Some al-Qaeda News I Missed

News from 19 Jan 2009. It seems al-Queda may have been fooling around with the Plague.

The Black Death has reportedly killed at least 40 al-Qaeda operatives in North Africa.

The disease, which struck Europe in the Middle Ages killing more than 25 million people, has swept through a training camp for insurgents in Algeria.

The arrival of the plague was discovered when security forces found the body of a dead terrorist by a roadside, the Sun reports.

The victim belonged to the large al-Qaeda network AQLIM (al-Qaeda in the Land of the Islamic Maghreb).

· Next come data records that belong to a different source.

//! Media measurement and transcode helpers.
//!
//! All real media IO goes through the system `ffmpeg`/`ffprobe` binaries; we
//! intentionally avoid native FFmpeg bindings so the crate has no C build
//! dependencies. The [`MediaProbe`] trait is the seam that lets the collector
//! and orchestrator run under test without either binary installed.

use std::path::{Path, PathBuf};
use std::process::Command;

use crate::foundation::error::{ReelforgeError, ReelforgeResult};

/// Sample rate every PCM buffer in the pipeline is resampled to.
pub const MIX_SAMPLE_RATE: u32 = 48_000;

/// Probed metadata for one video source.
#[derive(Clone, Debug)]
pub struct VideoSourceInfo {
    /// Probed file path.
    pub source_path: PathBuf,
    /// Width in pixels.
    pub width: u32,
    /// Height in pixels.
    pub height: u32,
    /// Container-reported duration in seconds.
    pub duration_sec: f64,
    /// Whether the source carries an audio stream.
    pub has_audio: bool,
}

/// Decoded interleaved `f32` PCM.
#[derive(Clone, Debug)]
pub struct AudioPcm {
    /// Sample rate in Hz.
    pub sample_rate: u32,
    /// Channel count.
    pub channels: u16,
    /// Interleaved PCM samples.
    pub interleaved_f32: Vec<f32>,
}

impl AudioPcm {
    /// Duration of the buffer in seconds.
    pub fn duration_sec(&self) -> f64 {
        if self.sample_rate == 0 || self.channels == 0 {
            return 0.0;
        }
        let frames = self.interleaved_f32.len() / usize::from(self.channels);
        frames as f64 / f64::from(self.sample_rate)
    }
}

/// One piece of the concatenated narration track: either a real audio file or
/// a silence gap standing in for a segment whose synthesis failed.
#[derive(Clone, Debug)]
pub enum AudioPart {
    /// An audio file on disk.
    File(PathBuf),
    /// Synthetic silence of the given duration in seconds.
    Silence(f64),
}

/// Boundary for media measurement and transcoding.
pub trait MediaProbe {
    /// Measure the duration of an audio file in seconds.
    fn audio_duration_sec(&self, path: &Path) -> ReelforgeResult<f64>;

    /// Probe a video file's dimensions and duration.
    fn probe_video(&self, path: &Path) -> ReelforgeResult<VideoSourceInfo>;

    /// Concatenate audio parts (files and silence gaps) in order into `out`,
    /// resampled to [`MIX_SAMPLE_RATE`] stereo.
    fn concat_audio(&self, parts: &[AudioPart], out: &Path) -> ReelforgeResult<()>;

    /// Decode a file's audio into interleaved stereo `f32` PCM at
    /// `sample_rate`. Sources without audio yield an empty buffer.
    fn decode_audio_f32_stereo(&self, path: &Path, sample_rate: u32) -> ReelforgeResult<AudioPcm>;
}

/// Check whether `ffmpeg` is invocable.
pub fn is_ffmpeg_on_path() -> bool {
    Command::new("ffmpeg")
        .arg("-version")
        .stdout(std::process::Stdio::null())
        .stderr(std::process::Stdio::null())
        .status()
        .map(|s| s.success())
        .unwrap_or(false)
}

/// [`MediaProbe`] backed by the system `ffmpeg`/`ffprobe` binaries.
#[derive(Clone, Copy, Debug, Default)]
pub struct FfmpegMedia;

#[derive(serde::Deserialize)]
struct ProbeStream {
    codec_type: Option<String>,
    width: Option<u32>,
    height: Option<u32>,
}

#[derive(serde::Deserialize)]
struct ProbeFormat {
    duration: Option<String>,
}

#[derive(serde::Deserialize)]
struct ProbeOut {
    #[serde(default)]
    streams: Vec<ProbeStream>,
    format: Option<ProbeFormat>,
}

impl FfmpegMedia {
    fn run_ffprobe(path: &Path) -> ReelforgeResult<ProbeOut> {
        let out = Command::new("ffprobe")
            .args([
                "-v",
                "error",
                "-print_format",
                "json",
                "-show_streams",
                "-show_format",
            ])
            .arg(path)
            .output()
            .map_err(|e| ReelforgeError::validation(format!("failed to run ffprobe: {e}")))?;
        if !out.status.success() {
            return Err(ReelforgeError::validation(format!(
                "ffprobe failed for '{}': {}",
                path.display(),
                String::from_utf8_lossy(&out.stderr).trim()
            )));
        }
        serde_json::from_slice(&out.stdout)
            .map_err(|e| ReelforgeError::serde(format!("ffprobe json parse failed: {e}")))
    }
}

impl MediaProbe for FfmpegMedia {
    fn audio_duration_sec(&self, path: &Path) -> ReelforgeResult<f64> {
        let parsed = Self::run_ffprobe(path)?;
        parsed
            .format
            .as_ref()
            .and_then(|f| f.duration.as_ref())
            .and_then(|s| s.parse::<f64>().ok())
            .filter(|d| d.is_finite() && *d > 0.0)
            .ok_or_else(|| {
                ReelforgeError::validation(format!(
                    "ffprobe reported no duration for '{}'",
                    path.display()
                ))
            })
    }

    fn probe_video(&self, path: &Path) -> ReelforgeResult<VideoSourceInfo> {
        let parsed = Self::run_ffprobe(path)?;
        let video_stream = parsed
            .streams
            .iter()
            .find(|s| s.codec_type.as_deref() == Some("video"))
            .ok_or_else(|| {
                ReelforgeError::validation(format!(
                    "no video stream found in '{}'",
                    path.display()
                ))
            })?;
        let width = video_stream
            .width
            .ok_or_else(|| ReelforgeError::validation("missing video width from ffprobe"))?;
        let height = video_stream
            .height
            .ok_or_else(|| ReelforgeError::validation("missing video height from ffprobe"))?;
        let duration_sec = parsed
            .format
            .as_ref()
            .and_then(|f| f.duration.as_ref())
            .and_then(|s| s.parse::<f64>().ok())
            .unwrap_or(0.0);
        let has_audio = parsed
            .streams
            .iter()
            .any(|s| s.codec_type.as_deref() == Some("audio"));

        Ok(VideoSourceInfo {
            source_path: path.to_path_buf(),
            width,
            height,
            duration_sec,
            has_audio,
        })
    }

    fn concat_audio(&self, parts: &[AudioPart], out: &Path) -> ReelforgeResult<()> {
        if parts.is_empty() {
            return Err(ReelforgeError::validation(
                "concat_audio requires at least one part",
            ));
        }
        ensure_parent_dir(out)?;

        let mut cmd = Command::new("ffmpeg");
        cmd.args(["-y", "-loglevel", "error"]);
        for part in parts {
            match part {
                AudioPart::File(path) => {
                    cmd.arg("-i").arg(path);
                }
                AudioPart::Silence(sec) => {
                    cmd.args([
                        "-f",
                        "lavfi",
                        "-t",
                        &format!("{sec:.3}"),
                        "-i",
                        &format!("anullsrc=r={MIX_SAMPLE_RATE}:cl=stereo"),
                    ]);
                }
            }
        }

        // Every input is normalized to one sample format before the concat
        // filter, which requires identical stream parameters.
        let mut filter = String::new();
        for idx in 0..parts.len() {
            filter.push_str(&format!(
                "[{idx}:a]aformat=sample_rates={MIX_SAMPLE_RATE}:channel_layouts=stereo[a{idx}];"
            ));
        }
        for idx in 0..parts.len() {
            filter.push_str(&format!("[a{idx}]"));
        }
        filter.push_str(&format!("concat=n={}:v=0:a=1[out]", parts.len()));

        cmd.args(["-filter_complex", &filter, "-map", "[out]"]);
        cmd.arg(out);

        let output = cmd
            .output()
            .map_err(|e| ReelforgeError::validation(format!("failed to run ffmpeg: {e}")))?;
        if !output.status.success() {
            return Err(ReelforgeError::validation(format!(
                "ffmpeg audio concat failed: {}",
                String::from_utf8_lossy(&output.stderr).trim()
            )));
        }
        Ok(())
    }

    fn decode_audio_f32_stereo(&self, path: &Path, sample_rate: u32) -> ReelforgeResult<AudioPcm> {
        let out = Command::new("ffmpeg")
            .args(["-v", "error", "-i"])
            .arg(path)
            .args([
                "-vn",
                "-f",
                "f32le",
                "-acodec",
                "pcm_f32le",
                "-ac",
                "2",
                "-ar",
                &sample_rate.to_string(),
                "pipe:1",
            ])
            .output()
            .map_err(|e| {
                ReelforgeError::validation(format!("failed to run ffmpeg for audio decode: {e}"))
            })?;

        if !out.status.success() {
            let msg = String::from_utf8_lossy(&out.stderr);
            // ffmpeg reports no audio stream with an error. Treat this as
            // empty PCM for video files without audio tracks.
            if msg.contains("matches no streams")
                || msg.contains("does not contain any stream")
                || msg.contains("Stream specifier")
            {
                return Ok(AudioPcm {
                    sample_rate,
                    channels: 2,
                    interleaved_f32: Vec::new(),
                });
            }
            return Err(ReelforgeError::validation(format!(
                "ffmpeg audio decode failed for '{}': {}",
                path.display(),
                msg.trim()
            )));
        }

        if !out.stdout.len().is_multiple_of(4) {
            return Err(ReelforgeError::validation(
                "decoded audio byte length is not aligned to f32 samples",
            ));
        }
        let mut pcm = Vec::<f32>::with_capacity(out.stdout.len() / 4);
        for chunk in out.stdout.chunks_exact(4) {
            pcm.push(f32::from_le_bytes([chunk[0], chunk[1], chunk[2], chunk[3]]));
        }

        Ok(AudioPcm {
            sample_rate,
            channels: 2,
            interleaved_f32: pcm,
        })
    }
}

/// Create the parent directory of `path` when missing.
pub fn ensure_parent_dir(path: &Path) -> ReelforgeResult<()> {
    if let Some(parent) = path.parent() {
        use anyhow::Context as _;
        std::fs::create_dir_all(parent)
            .with_context(|| format!("failed to create directory '{}'", parent.display()))?;
    }
    Ok(())
}

#[cfg(test)]
#[path = "../../tests/unit/assets/media.rs"]
mod tests;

A security source told the paper: "This is the deadliest weapon yet in the war against terror. Most of the terrorists do not have the basic medical supplies needed to treat the disease.

"It spreads It spreads quickly and kills within hours. This will be really worrying al-Qaeda."

Black Death comes in various forms and was one of the deadliest pandemics in human history when it struck in the 1340s killing 75 million people across North Africa, Asia and Europe.

Bubonic Plague is spread by bites from infected rat fleas. Symptoms include painful boils in the groin, neck and armpits. In Pneumonic Plague, airborn bacteria spread like flu. Without medication it can be deadly.

The new epidemic began in the cave hideouts of AQLIM in Tizi Ouzou province, 150km east of the capital Algiers, the Sun reports.
The question is: was this an attack on al-Queda or preparation for an attack by al-Qaeda that misfired? Or was it just bad luck for the terrorists?


snakeoilbaron said...

Bacteria and viruses are really hard to use as weapons effectively. The better they are at killing (without being so good they kill one or two victims before it can spread) the harder they are to work with. I could see AQ having to learn this the hard way but most governments would have better consultants than AQ. And while there is a psychological benefit to terrorism via biological agents, It's really not a cost effective use of resources even for them - far less for intelligence agencies or the like. So a failed attempt by AQ is plausible but it would not be as great a threat as it sounds. When the news of this event became public some pundits claimed that AQ was terrified that people trying to escape the outbreak would show up at other AQ camps across the region. No such luck unfortunately.

It is probably of equal or greater likelihood that this was a natural outbreak as the AQ camps in Algeria tend to be remote, in caves and have weak health and saftey regulations. ;-) Plague is endemic there in the mammal population but fortunately the conditions needed for wide spread outbreaks are not. Unless you sleep in caves and tents next to your food supplies and the mice and rats need to scurry over you on their way to their midnight snack. Spending money on ammo rather than antibiotics probably doesn't help much either.

snakeoilbaron said...

Oh, and a bit OT, since it spread so quicky throughout the camp it means the bacteria had most likely gone pneumonic which is why AQ would have been right to be nervous about survivors showing up since they could spread it as an air borne pathogen. Even the cleanest camp would not have been safe. We are all very fortunate that they did not get a small outbreak going. If pneumonic plague had circulated until the Hajj it could have spread anywhere.